PUSATNEWS Washington–Teheran, 18 Juni 2025 — Ketegangan geopolitik kembali meningkat setelah pernyataan saling sindir dan tantang antara mantan Presiden Amerika Serikat Donald Trump dan Pemimpin Tertinggi Iran Ayatollah Ali Khamenei menyita perhatian dunia internasional.
Trump, dalam kampanye politiknya di Florida semalam, menyebut Iran sebagai “rezim keras kepala yang bermain api” dan mengklaim bahwa hanya kepemimpinan Amerika yang kuat yang dapat menghentikan ambisi nuklir Teheran dan menegakkan stabilitas di Timur Tengah.
“Iran tidak akan pernah menang. Mereka harus tahu, jika saya kembali memimpin, mereka akan menghadapi kekuatan penuh dari Amerika Serikat,” ujar Trump di hadapan ribuan pendukungnya. “Khamenei seharusnya belajar dari sejarah — kami tidak akan pernah tunduk kepada teror atau ancaman rudal mereka.”

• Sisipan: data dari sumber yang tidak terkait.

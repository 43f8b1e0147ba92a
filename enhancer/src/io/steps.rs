//! Remote step clients (capture, feedback, apply).
//!
//! The [`PipelineSteps`] trait decouples the orchestrator from HTTP. Tests use
//! scripted steps that return predetermined outcomes without a network.

use std::time::Duration;

use anyhow::{Context, Result};
use async_trait::async_trait;
use serde::Serialize;
use serde::de::DeserializeOwned;
use serde_json::Value;
use tracing::{debug, instrument};

use crate::core::types::{ApplyRequest, CodexOptions, FeedbackPayload, ScreenshotPayload};
use crate::error::{Step, StepError};
use crate::io::config::PipelineConfig;

/// The three remote calls of one attempt.
#[async_trait]
pub trait PipelineSteps: Send + Sync {
    async fn capture(&self) -> Result<ScreenshotPayload, StepError>;

    async fn feedback(&self, screenshot: &ScreenshotPayload) -> Result<FeedbackPayload, StepError>;

    async fn apply(
        &self,
        feedback: &FeedbackPayload,
        options: Option<&CodexOptions>,
    ) -> Result<Value, StepError>;
}

#[derive(Serialize)]
struct FeedbackRequest<'a> {
    screenshot_b64: &'a str,
}

/// Step clients backed by `reqwest`.
#[derive(Debug, Clone)]
pub struct HttpSteps {
    client: reqwest::Client,
    screenshot_endpoint: String,
    feedback_endpoint: String,
    router_endpoint: String,
}

impl HttpSteps {
    pub fn new(config: &PipelineConfig) -> Result<Self> {
        let client = build_client(config.request_timeout())?;
        Ok(Self {
            client,
            screenshot_endpoint: config.screenshot_endpoint.clone(),
            feedback_endpoint: config.feedback_endpoint.clone(),
            router_endpoint: config.router_endpoint.clone(),
        })
    }

    async fn post<B, T>(&self, step: Step, url: &str, body: Option<&B>) -> Result<T, StepError>
    where
        B: Serialize + Sync + ?Sized,
        T: DeserializeOwned,
    {
        let mut request = self.client.post(url);
        if let Some(body) = body {
            request = request.json(body);
        }
        let response = request
            .send()
            .await
            .map_err(|err| StepError::unreachable(step, err))?;
        let status = response.status();
        if !status.is_success() {
            let body = response.text().await.unwrap_or_default();
            return Err(StepError::status(step, status.as_u16(), &body));
        }
        response
            .json::<T>()
            .await
            .map_err(|err| StepError::malformed(step, format!("{} returned invalid JSON: {err}", step.service())))
    }
}

pub(crate) fn build_client(timeout: Duration) -> Result<reqwest::Client> {
    reqwest::Client::builder()
        .timeout(timeout)
        .build()
        .context("build http client")
}

#[async_trait]
impl PipelineSteps for HttpSteps {
    #[instrument(skip_all, fields(url = %self.screenshot_endpoint))]
    async fn capture(&self) -> Result<ScreenshotPayload, StepError> {
        let raw: Value = self
            .post::<Value, Value>(Step::Capture, &self.screenshot_endpoint, None)
            .await?;
        let payload: ScreenshotPayload = serde_json::from_value(raw)
            .ok()
            .filter(|p: &ScreenshotPayload| !p.image_b64.is_empty())
            .ok_or_else(|| {
                StepError::malformed(Step::Capture, "screenshot response missing image data")
            })?;
        debug!(image_len = payload.image_b64.len(), "screenshot captured");
        Ok(payload)
    }

    #[instrument(skip_all, fields(url = %self.feedback_endpoint))]
    async fn feedback(&self, screenshot: &ScreenshotPayload) -> Result<FeedbackPayload, StepError> {
        let body = FeedbackRequest {
            screenshot_b64: &screenshot.image_b64,
        };
        let raw: Value = self
            .post(Step::Feedback, &self.feedback_endpoint, Some(&body))
            .await?;
        let payload: FeedbackPayload = serde_json::from_value(raw)
            .ok()
            .filter(|p: &FeedbackPayload| !p.feedback.trim().is_empty())
            .ok_or_else(|| {
                StepError::malformed(Step::Feedback, "ui feedback response missing feedback")
            })?;
        debug!(feedback_len = payload.feedback.len(), "feedback received");
        Ok(payload)
    }

    #[instrument(skip_all, fields(url = %self.router_endpoint))]
    async fn apply(
        &self,
        feedback: &FeedbackPayload,
        options: Option<&CodexOptions>,
    ) -> Result<Value, StepError> {
        let body = ApplyRequest {
            feedback: feedback.feedback.clone(),
            codex_options: options.cloned(),
        };
        self.post(Step::Apply, &self.router_endpoint, Some(&body))
            .await
    }
}

#[cfg(test)]
mod tests {
    use super::*;
    use httpmock::prelude::*;
    use serde_json::json;

    fn steps_for(server: &MockServer) -> HttpSteps {
        let config = PipelineConfig {
            screenshot_endpoint: server.url("/capture"),
            feedback_endpoint: server.url("/feedback"),
            router_endpoint: server.url("/apply-feedback"),
            request_timeout_secs: 5,
            ..PipelineConfig::default()
        };
        HttpSteps::new(&config).expect("client")
    }

    #[tokio::test]
    async fn capture_keeps_metadata() {
        let server = MockServer::start_async().await;
        server
            .mock_async(|when, then| {
                when.method(POST).path("/capture");
                then.status(200)
                    .json_body(json!({"image_b64": "ZGVtbw==", "url": "http://app"}));
            })
            .await;

        let payload = steps_for(&server).capture().await.expect("capture");
        assert_eq!(payload.image_b64, "ZGVtbw==");
        assert_eq!(payload.metadata["url"], "http://app");
    }

    #[tokio::test]
    async fn capture_without_image_is_malformed() {
        let server = MockServer::start_async().await;
        server
            .mock_async(|when, then| {
                when.method(POST).path("/capture");
                then.status(200).json_body(json!({"url": "http://app"}));
            })
            .await;

        let err = steps_for(&server).capture().await.unwrap_err();
        assert_eq!(err.step, Step::Capture);
        assert_eq!(err.cause, "screenshot response missing image data");
    }

    #[tokio::test]
    async fn http_error_status_surfaces_body() {
        let server = MockServer::start_async().await;
        server
            .mock_async(|when, then| {
                when.method(POST).path("/capture");
                then.status(502).body("upstream down");
            })
            .await;

        let err = steps_for(&server).capture().await.unwrap_err();
        assert_eq!(err.cause, "screenshot service error (502): upstream down");
    }

    #[tokio::test]
    async fn feedback_sends_screenshot_and_rejects_blank_text() {
        let server = MockServer::start_async().await;
        let mock = server
            .mock_async(|when, then| {
                when.method(POST)
                    .path("/feedback")
                    .json_body(json!({"screenshot_b64": "ZGVtbw=="}));
                then.status(200).json_body(json!({"feedback": "   "}));
            })
            .await;

        let screenshot = ScreenshotPayload {
            image_b64: "ZGVtbw==".to_string(),
            metadata: Default::default(),
        };
        let err = steps_for(&server).feedback(&screenshot).await.unwrap_err();
        mock.assert_async().await;
        assert_eq!(err.cause, "ui feedback response missing feedback");
    }

    #[tokio::test]
    async fn apply_forwards_codex_options() {
        let server = MockServer::start_async().await;
        let mock = server
            .mock_async(|when, then| {
                when.method(POST).path("/apply-feedback").json_body(json!({
                    "feedback": "Tighten copy",
                    "codex_options": {"model": "gpt-5.1"}
                }));
                then.status(200).json_body(json!({"status": "submitted", "results": []}));
            })
            .await;

        let feedback = FeedbackPayload {
            feedback: "Tighten copy".to_string(),
            metadata: Default::default(),
        };
        let options = CodexOptions {
            model: Some("gpt-5.1".to_string()),
            reasoning_effort: None,
        };
        let result = steps_for(&server)
            .apply(&feedback, Some(&options))
            .await
            .expect("apply");
        mock.assert_async().await;
        assert_eq!(result["status"], "submitted");
    }

    #[tokio::test]
    async fn unreachable_service_names_collaborator() {
        let config = PipelineConfig {
            feedback_endpoint: "http://127.0.0.1:9/feedback".to_string(),
            request_timeout_secs: 2,
            ..PipelineConfig::default()
        };
        let steps = HttpSteps::new(&config).expect("client");
        let screenshot = ScreenshotPayload {
            image_b64: "x".to_string(),
            metadata: Default::default(),
        };
        let err = steps.feedback(&screenshot).await.unwrap_err();
        assert!(err.cause.starts_with("ui feedback service unreachable:"));
    }
}
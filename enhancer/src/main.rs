//! `enhancer`: run the frontend enhancement pipeline and edit its settings.
//!
//! Run defaults come from `enhancer.toml`, then the pipeline overrides
//! document, then command-line flags (highest precedence).

use std::fs;
use std::path::{Path, PathBuf};

use anyhow::{Context, Result, bail};
use clap::{Args, Parser, Subcommand};
use serde::Serialize;
use serde_json::{Map, Value, json};
use tokio_util::sync::CancellationToken;
use tracing::warn;

use enhancer::core::types::{CodexOptions, FeedbackPayload, ReasoningEffort};
use enhancer::error::ValidationError;
use enhancer::exit_codes;
use enhancer::io::codex::{CodexRunner, ProcessError, ProcessErrorKind};
use enhancer::io::config::{DEFAULT_CONFIG_PATH, EnhancerConfig, load_config, write_config};
use enhancer::io::env_store::EnvStore;
use enhancer::io::overrides_store::OverridesStore;
use enhancer::io::steps::{HttpSteps, PipelineSteps};
use enhancer::io::store::StoreError;
use enhancer::logging::{self, LogFormat};
use enhancer::pipeline::{Pipeline, PipelineError, PipelineSettings, RunOutcome, RunRequest, TokioBackoff};

#[derive(Parser)]
#[command(
    name = "enhancer",
    version,
    about = "Screenshot, critique and apply UI feedback to a frontend repository"
)]
struct Cli {
    /// Path to the TOML config file.
    #[arg(long, global = true, default_value = DEFAULT_CONFIG_PATH)]
    config: PathBuf,
    /// Log line format on stderr.
    #[arg(long, global = true, value_enum, default_value_t = LogFormat::Compact)]
    log_format: LogFormat,
    #[command(subcommand)]
    command: Command,
}

#[derive(Subcommand)]
enum Command {
    /// Run or poke the capture → feedback → apply pipeline.
    #[command(subcommand)]
    Pipeline(PipelineCommand),
    /// Invoke the code agent directly against the configured repository.
    #[command(subcommand)]
    Codex(CodexCommand),
    /// Show or edit the pipeline overrides document.
    #[command(subcommand)]
    Overrides(OverridesCommand),
    /// Show or edit the env file.
    #[command(subcommand)]
    Env(EnvCommand),
    /// Write a default config file.
    InitConfig {
        /// Overwrite an existing file.
        #[arg(short, long)]
        force: bool,
    },
}

#[derive(Subcommand)]
enum PipelineCommand {
    /// Run the pipeline, optionally several times in a row.
    Run(RunArgs),
    /// Post the configured sample feedback to the router.
    SampleFeedback,
}

#[derive(Args, Debug, Default)]
struct RunArgs {
    /// Suffix the run directory with `-demo`.
    #[arg(long, conflicts_with = "no_demo")]
    demo: bool,
    #[arg(long)]
    no_demo: bool,
    /// Root directory for run artifacts.
    #[arg(long)]
    artifacts_dir: Option<PathBuf>,
    /// Number of sequential runs.
    #[arg(short, long)]
    iterations: Option<u32>,
    #[command(flatten)]
    codex: CodexArgs,
}

impl RunArgs {
    fn demo_flag(&self) -> Option<bool> {
        match (self.demo, self.no_demo) {
            (true, _) => Some(true),
            (_, true) => Some(false),
            _ => None,
        }
    }
}

#[derive(Args, Debug, Default)]
struct CodexArgs {
    /// Model passed to the code agent.
    #[arg(long)]
    model: Option<String>,
    /// Reasoning effort passed to the code agent (low, medium, high).
    #[arg(long)]
    model_reasoning_effort: Option<ReasoningEffort>,
}

#[derive(Subcommand)]
enum CodexCommand {
    /// Apply one piece of feedback with `codex exec`.
    Exec {
        feedback: String,
        #[command(flatten)]
        codex: CodexArgs,
    },
}

#[derive(Subcommand)]
enum OverridesCommand {
    Show,
    /// Update keys; values are JSON (bare words are taken as strings).
    Set {
        #[arg(required = true, value_name = "KEY=JSON")]
        assignments: Vec<String>,
        #[arg(long)]
        expected_digest: Option<String>,
    },
}

#[derive(Subcommand)]
enum EnvCommand {
    Show,
    /// Update or append `KEY=VALUE` lines.
    Set {
        #[arg(required = true, value_name = "KEY=VALUE")]
        assignments: Vec<String>,
        #[arg(long)]
        expected_digest: Option<String>,
    },
    /// Replace the whole file with the contents of `source`.
    Overwrite {
        source: PathBuf,
        #[arg(long)]
        expected_digest: Option<String>,
    },
}

#[tokio::main]
async fn main() {
    let cli = Cli::parse();
    logging::init(cli.log_format, "enhancer=info,warn");
    let code = match run(cli).await {
        Ok(()) => exit_codes::OK,
        Err(err) => {
            eprintln!("{err:#}");
            exit_code_for(&err)
        }
    };
    std::process::exit(code);
}

async fn run(cli: Cli) -> Result<()> {
    if let Command::InitConfig { force } = cli.command {
        return cmd_init_config(&cli.config, force);
    }
    let config = load_config(&cli.config)?;
    match cli.command {
        Command::Pipeline(PipelineCommand::Run(args)) => cmd_pipeline_run(&config, args).await,
        Command::Pipeline(PipelineCommand::SampleFeedback) => cmd_sample_feedback(&config).await,
        Command::Codex(CodexCommand::Exec { feedback, codex }) => {
            cmd_codex_exec(&config, feedback, codex).await
        }
        Command::Overrides(command) => cmd_overrides(&config, command),
        Command::Env(command) => cmd_env(&config, command),
        Command::InitConfig { .. } => Ok(()),
    }
}

fn cmd_init_config(path: &Path, force: bool) -> Result<()> {
    if path.exists() && !force {
        bail!("{} already exists (pass --force to overwrite)", path.display());
    }
    write_config(path, &EnhancerConfig::default())?;
    println!("{}", path.display());
    Ok(())
}

async fn cmd_pipeline_run(config: &EnhancerConfig, args: RunArgs) -> Result<()> {
    let overrides = OverridesStore::new(&config.pipeline.overrides_path)
        .load()?
        .overrides;
    let iterations = args.iterations.unwrap_or(overrides.iterations);
    let model = args.codex.model.clone().or(overrides.model);
    let effort = args
        .codex
        .model_reasoning_effort
        .or(overrides.model_reasoning_effort);
    let request = RunRequest {
        demo: args.demo_flag().unwrap_or(overrides.demo),
        artifacts_dir: args.artifacts_dir.or(overrides.artifacts_dir),
        codex_options: CodexOptions::from_parts(model.as_deref(), effort)?,
    };

    let pipeline = Pipeline::new(
        HttpSteps::new(&config.pipeline)?,
        TokioBackoff,
        PipelineSettings::from_config(&config.pipeline),
    );
    let cancel = cancel_on_ctrl_c();

    if iterations == 1 {
        let outcome = pipeline.run(&request, &cancel).await?;
        echo_agent_stdout(&outcome);
        return print_json(&outcome);
    }
    let outcomes = pipeline.run_iterations(iterations, &request, &cancel).await?;
    for outcome in &outcomes {
        echo_agent_stdout(&outcome.run);
    }
    print_json(&json!({
        "iteration_count": outcomes.len(),
        "iterations": outcomes,
    }))
}

async fn cmd_sample_feedback(config: &EnhancerConfig) -> Result<()> {
    let steps = HttpSteps::new(&config.pipeline)?;
    let feedback = FeedbackPayload {
        feedback: config.pipeline.sample_feedback.clone(),
        metadata: Map::new(),
    };
    let response = steps.apply(&feedback, None).await?;
    print_json(&response)
}

async fn cmd_codex_exec(config: &EnhancerConfig, feedback: String, args: CodexArgs) -> Result<()> {
    let options = CodexOptions::from_parts(args.model.as_deref(), args.model_reasoning_effort)?;
    let runner = CodexRunner::new(config.bridge.clone(), cancel_on_ctrl_c())?;
    let result = tokio::task::spawn_blocking(move || runner.run(&feedback, options.as_ref()))
        .await
        .context("join codex run")?;
    match result {
        Ok(run) => print_json(&run),
        Err(err) => {
            print_json(&err)?;
            Err(err.into())
        }
    }
}

fn cmd_overrides(config: &EnhancerConfig, command: OverridesCommand) -> Result<()> {
    let store = OverridesStore::new(&config.pipeline.overrides_path);
    let snapshot = match command {
        OverridesCommand::Show => store.load()?,
        OverridesCommand::Set {
            assignments,
            expected_digest,
        } => {
            let mut updates = Map::new();
            for assignment in &assignments {
                let (key, raw) = split_assignment(assignment)?;
                let value = serde_json::from_str(raw)
                    .unwrap_or_else(|_| Value::String(raw.to_string()));
                updates.insert(key.to_string(), value);
            }
            store.save(updates, expected_digest.as_deref())?
        }
    };
    print_json(&snapshot)
}

fn cmd_env(config: &EnhancerConfig, command: EnvCommand) -> Result<()> {
    let store = EnvStore::new(&config.pipeline.env_path);
    let snapshot = match command {
        EnvCommand::Show => store.load()?,
        EnvCommand::Set {
            assignments,
            expected_digest,
        } => {
            let updates = assignments
                .iter()
                .map(|assignment| {
                    split_assignment(assignment).map(|(k, v)| (k.to_string(), v.to_string()))
                })
                .collect::<Result<Vec<_>, _>>()?;
            store.save(&updates, expected_digest.as_deref())?
        }
        EnvCommand::Overwrite {
            source,
            expected_digest,
        } => {
            let content = fs::read_to_string(&source)
                .with_context(|| format!("read {}", source.display()))?;
            store.overwrite(&content, expected_digest.as_deref())?
        }
    };
    print_json(&snapshot)
}

fn split_assignment(assignment: &str) -> Result<(&str, &str), ValidationError> {
    match assignment.split_once('=') {
        Some((key, value)) if !key.trim().is_empty() => Ok((key.trim(), value)),
        _ => Err(ValidationError::new(format!(
            "expected KEY=VALUE, got '{assignment}'"
        ))),
    }
}

fn echo_agent_stdout(outcome: &RunOutcome) {
    if let Some(stdout) = outcome.agent_stdout() {
        eprintln!("{}", stdout.trim_end());
    }
}

fn cancel_on_ctrl_c() -> CancellationToken {
    let token = CancellationToken::new();
    let trigger = token.clone();
    tokio::spawn(async move {
        if tokio::signal::ctrl_c().await.is_ok() {
            warn!("interrupt received, cancelling");
            trigger.cancel();
        }
    });
    token
}

/// Print `value` as pretty JSON on stdout.
fn print_json<T: Serialize + ?Sized>(value: &T) -> Result<()> {
    let payload = serde_json::to_string_pretty(value).context("serialize json")?;
    println!("{payload}");
    Ok(())
}

fn exit_code_for(err: &anyhow::Error) -> i32 {
    if let Some(err) = err.downcast_ref::<PipelineError>() {
        return match err {
            PipelineError::Validation(_) => exit_codes::INVALID,
            PipelineError::Cancelled => exit_codes::INTERRUPTED,
            _ => exit_codes::FAILED,
        };
    }
    if let Some(err) = err.downcast_ref::<StoreError>() {
        return match err {
            StoreError::VersionConflict { .. } => exit_codes::CONFLICT,
            StoreError::Invalid { .. } => exit_codes::INVALID,
            StoreError::Io { .. } => exit_codes::FAILED,
        };
    }
    if let Some(err) = err.downcast_ref::<ProcessError>() {
        return match err.kind {
            ProcessErrorKind::Interrupted => exit_codes::INTERRUPTED,
            ProcessErrorKind::EmptyFeedback => exit_codes::INVALID,
            _ => exit_codes::FAILED,
        };
    }
    if err.downcast_ref::<ValidationError>().is_some() {
        return exit_codes::INVALID;
    }
    exit_codes::FAILED
}

#[cfg(test)]
mod tests {
    use super::*;

    #[test]
    fn parse_pipeline_run_flags() {
        let cli = Cli::parse_from([
            "enhancer",
            "pipeline",
            "run",
            "--no-demo",
            "-i",
            "3",
            "--model-reasoning-effort",
            "high",
        ]);
        let Command::Pipeline(PipelineCommand::Run(args)) = cli.command else {
            panic!("expected pipeline run");
        };
        assert_eq!(args.demo_flag(), Some(false));
        assert_eq!(args.iterations, Some(3));
        assert_eq!(
            args.codex.model_reasoning_effort,
            Some(ReasoningEffort::High)
        );
    }

    #[test]
    fn demo_and_no_demo_conflict() {
        assert!(Cli::try_parse_from(["enhancer", "pipeline", "run", "--demo", "--no-demo"]).is_err());
    }

    #[test]
    fn rejects_unknown_reasoning_effort() {
        assert!(
            Cli::try_parse_from([
                "enhancer",
                "codex",
                "exec",
                "fix it",
                "--model-reasoning-effort",
                "extreme"
            ])
            .is_err()
        );
    }

    #[test]
    fn unset_demo_defers_to_overrides() {
        assert_eq!(RunArgs::default().demo_flag(), None);
    }

    #[test]
    fn split_assignment_requires_key() {
        assert_eq!(split_assignment("A=b=c").expect("split"), ("A", "b=c"));
        assert!(split_assignment("=value").is_err());
        assert!(split_assignment("novalue").is_err());
    }

    #[test]
    fn exit_codes_follow_error_kind() {
        let conflict = anyhow::Error::new(StoreError::VersionConflict { store: "env file" });
        assert_eq!(exit_code_for(&conflict), exit_codes::CONFLICT);
        let invalid: anyhow::Error = PipelineError::from(ValidationError::new("bad")).into();
        assert_eq!(exit_code_for(&invalid), exit_codes::INVALID);
        let cancelled = anyhow::Error::new(PipelineError::Cancelled).context("pipeline run");
        assert_eq!(exit_code_for(&cancelled), exit_codes::INTERRUPTED);
    }
}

Tak lama setelah pidato Trump itu viral di media sosial, Khamenei menanggapi dengan pernyataan resmi melalui situs web pemerintah Iran dan akun media sosial resminya. Ia menegaskan bahwa Iran tidak akan menyerah kepada tekanan Amerika, bahkan jika ancamannya datang dari “orang yang dulu pernah duduk di Gedung Putih”.
“Iran tidak akan tunduk pada kesombongan Amerika, baik dari presiden yang menjabat maupun dari mereka yang hanya mengandalkan ucapan keras untuk menutupi kegagalan masa lalu,” tulis Khamenei. “Bangsa kami tidak takut pada ancaman, kami bertahan karena prinsip, bukan karena tekanan.”
Pernyataan tersebut memicu respons dari sejumlah politisi Amerika, yang menilai Khamenei sedang mencoba menunjukkan kekuatan di tengah situasi dalam negeri Iran yang tengah memanas akibat krisis ekonomi dan protes sipil.
Hubungan antara Amerika dan Iran memang terus memburuk sejak keluarnya AS dari perjanjian nuklir JCPOA pada era Trump tahun 2018, dan belum sepenuhnya pulih di bawah pemerintahan setelahnya. Ketegangan kini kembali ke titik rawan, apalagi dengan meningkatnya konflik bersenjata antara Iran dan Israel.
Para pengamat internasional khawatir, retorika panas antara dua tokoh berpengaruh ini bisa memperburuk situasi keamanan global, terutama jika Iran dan sekutunya melanjutkan provokasi di kawasan Timur Tengah, dan AS ikut terseret lebih jauh ke dalam konflik.